Questa volta ha interpretato, per un episodio della docuserie Rai Illuminate – in onda da lunedì su Raitre in seconda serata: si parlerà anche di Lina Wertmuller, Franca Valeri e Maria Callas – il ritratto di una imprenditrice forte, coraggiosa, umana. Wanda Ferragamo. La ragazza che, a diciott’anni, vede arrivare nel suo paesino, Bonito, in Irpinia, quell’uomo già adulto, che negli Stati Uniti aveva fatto fortuna creando le scarpe delle dive. La ragazzina, senza paura, parla all’uomo. E lo stupisce: fra tante ‘uaglioncelle, che gridano scomposte, lei si esprime in un italiano corretto, e mostra a quell’uomo di conoscerne la storia e già quasi la leggenda. L’uomo, affascinato, decide che quella sarà la donna della sua vita. La sposa. Vent’anni dopo, nel 1960, Salvatore Ferragamo muore, lasciandole sei figli da crescere, e una decisione difficilissima da prendere. È la decisione da cui parte il docufilm – prodotto da Anele con Rai cultura – che vede protagonista Anna Valle.

Quale decisione Wanda Ferragamo si trovò a prendere?

"Salvatore morì all’acme della fortuna. Marilyn Monroe, Audrey Hepburn, Greta Garbo, dive e regine venivano nel suo atelier a provare le sue scarpe. Wanda aveva 39 anni, nessuna esperienza imprenditoriale, e doveva decidere: vendere l’azienda agli americani?".

Decise di non farlo.

"Non volle vendere. Non voleva dissolvere il sogno di Salvatore. Ma, allora, che fare? Scelse la strada più difficile: prendere tutto in mano lei stessa. Da quel momento condusse l’azienda e la portò alle vette di successo che mantiene ancora oggi".

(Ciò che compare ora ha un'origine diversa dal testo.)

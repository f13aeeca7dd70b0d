//! # ddev Output Sink
//!
//! File: cli/src/common/output/mod.rs
//!
//! ## Overview
//!
//! The single rendering sink every user-facing event passes through.
//! Command handlers never print to stdout directly; they emit events here
//! and the sink decides between human text and machine output.
//!
//! ## Architecture
//!
//! Two modes, chosen once per invocation by the `-j/--json` flag:
//! - **Human**: plain lines to stdout, with ✅ / ⚠️ / ❌ prefixes for
//!   success, warning, and failure events.
//! - **JSON**: one newline-delimited object per event with keys `level`
//!   (`info`|`warning`|`error`), `msg`, `time` (RFC3339), and an optional
//!   `raw` command-specific payload.
//!
//! Confirmation prompts also live here so `DDEV_NONINTERACTIVE` is honoured
//! in exactly one place.
//!
use crate::core::config;
use chrono::Utc;
use serde_json::{json, Value};
use std::io::{self, BufRead, Write};

/// Event severity for the machine-readable stream.
#[derive(Debug, Clone, Copy, PartialEq, Eq)]
pub enum Level {
    Info,
    Warning,
    Error,
}

impl Level {
    fn as_str(self) -> &'static str {
        match self {
            Level::Info => "info",
            Level::Warning => "warning",
            Level::Error => "error",
        }
    }
}

/// The output sink. Cheap to clone into helpers that need to report.
#[derive(Debug, Clone)]
pub struct Output {
    json: bool,
}

impl Output {
    pub fn new(json: bool) -> Self {
        Output { json }
    }

    pub fn json_mode(&self) -> bool {
        self.json
    }

    /// Neutral informational event.
    pub fn info(&self, msg: &str) {
        self.emit(Level::Info, msg, None, "");
    }

    /// Success event (human mode gets a ✅ prefix).
    pub fn success(&self, msg: &str) {
        self.emit(Level::Info, msg, None, "✅ ");
    }

    pub fn warning(&self, msg: &str) {
        self.emit(Level::Warning, msg, None, "⚠️ ");
    }

    pub fn failure(&self, msg: &str) {
        self.emit(Level::Error, msg, None, "❌ ");
    }

    /// Informational event carrying a command-specific structured payload.
    pub fn info_with(&self, msg: &str, raw: Value) {
        self.emit(Level::Info, msg, Some(raw), "");
    }

    pub fn success_with(&self, msg: &str, raw: Value) {
        self.emit(Level::Info, msg, Some(raw), "✅ ");
    }

    fn emit(&self, level: Level, msg: &str, raw: Option<Value>, prefix: &str) {
        if self.json {
            println!("{}", record(level, msg, raw));
        } else {
            match level {
                Level::Error => eprintln!("{}{}", prefix, msg),
                _ => println!("{}{}", prefix, msg),
            }
        }
    }

    /// Asks the user to confirm a destructive action. Returns `true`
    /// without prompting when `assume_yes` is set or prompts are disabled
    /// via `DDEV_NONINTERACTIVE`.
    pub fn confirm(&self, prompt: &str, assume_yes: bool) -> bool {
        if assume_yes || config::noninteractive() {
            return true;
        }
        print!("{} [y/N] ", prompt);
        let _ = io::stdout().flush();
        let mut line = String::new();
        if io::stdin().lock().read_line(&mut line).is_err() {
            return false;
        }
        matches!(line.trim(), "y" | "Y" | "yes" | "YES")
    }
}

/// Builds one JSON record. Split out so tests can assert the exact shape.
fn record(level: Level, msg: &str, raw: Option<Value>) -> String {
    let mut obj = json!({
        "level": level.as_str(),
        "msg": msg,
        "time": Utc::now().to_rfc3339(),
    });
    if let Some(raw) = raw {
        obj["raw"] = raw;
    }
    obj.to_string()
}

// --- Unit Tests ---
#[cfg(test)]
mod tests {
    use super::*;

    #[test]
    fn test_record_shape() {
        let line = record(Level::Info, "project started", None);
        let parsed: Value = serde_json::from_str(&line).expect("valid json");
        assert_eq!(parsed["level"], "info");
        assert_eq!(parsed["msg"], "project started");
        assert!(parsed["time"].as_str().unwrap().contains('T'));
        assert!(parsed.get("raw").is_none());
    }

    #[test]
    fn test_record_with_raw_payload() {
        let line = record(
            Level::Warning,
            "sync stalled",
            Some(json!({"session": "demo"})),
        );
        let parsed: Value = serde_json::from_str(&line).expect("valid json");
        assert_eq!(parsed["level"], "warning");
        assert_eq!(parsed["raw"]["session"], "demo");
    }

    #[test]
    fn test_level_names() {
        assert_eq!(Level::Info.as_str(), "info");
        assert_eq!(Level::Warning.as_str(), "warning");
        assert_eq!(Level::Error.as_str(), "error");
    }
}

Il ritratto di una donna forte.

"E anche molto coraggiosa. Nei giorni successivi alla morte di Salvatore, si ritirò nella loro residenza in collina. Isolata. Per piangere l’uomo della sua vita – e lo sarà per sempre: non si risposerà mai – e per prendere la decisione più importante".

Lei dà voce a Wanda attraverso le lettere e gli appunti che scrisse a figli e nipoti sparsi nel mondo…

"Sì. Quelle lettere sono state raccolte dalla nipote Ginevra Visconti, nella biografia Il libro rosso di Tà. Tà stava per Wanda, come i bambini la chiamavano. E scopri una donna presa da mille cose da fare, ma che trovava il tempo di scrivere a figli e nipoti, dare consigli, donare affetto".

Che idea si è fatta di lei?

"L’idea che emerge quando incontri chi la ha conosciuta: i figli, Giovanna, Massimo, Leonardo, Ferruccio; o la collaboratrice storica Stefania Ricci, oggi direttrice del Museo Ferragamo. Tutti, parlando di lei, si emozionano. La sensazione è che sia stata una donna forte, sì, ma con un grande calore umano".

Una storia al femminile che può essere di esempio.

"Un esempio a livello imprenditoriale, e umano. Ha avuto intuizioni felici: il coraggio di allargare il mercato all’Asia, al Giappone, in anni in cui sembrava una follia; e il coraggio di uscire dalla nicchia dorata delle calzature, per creare borse, foulard, accessori. Ha saputo sempre vedere il futuro. Fino all’ultimo, è andata in azienda, con disciplina, con devozione. Ed è stata una madre, capace di incutere rispetto, ma anche amore".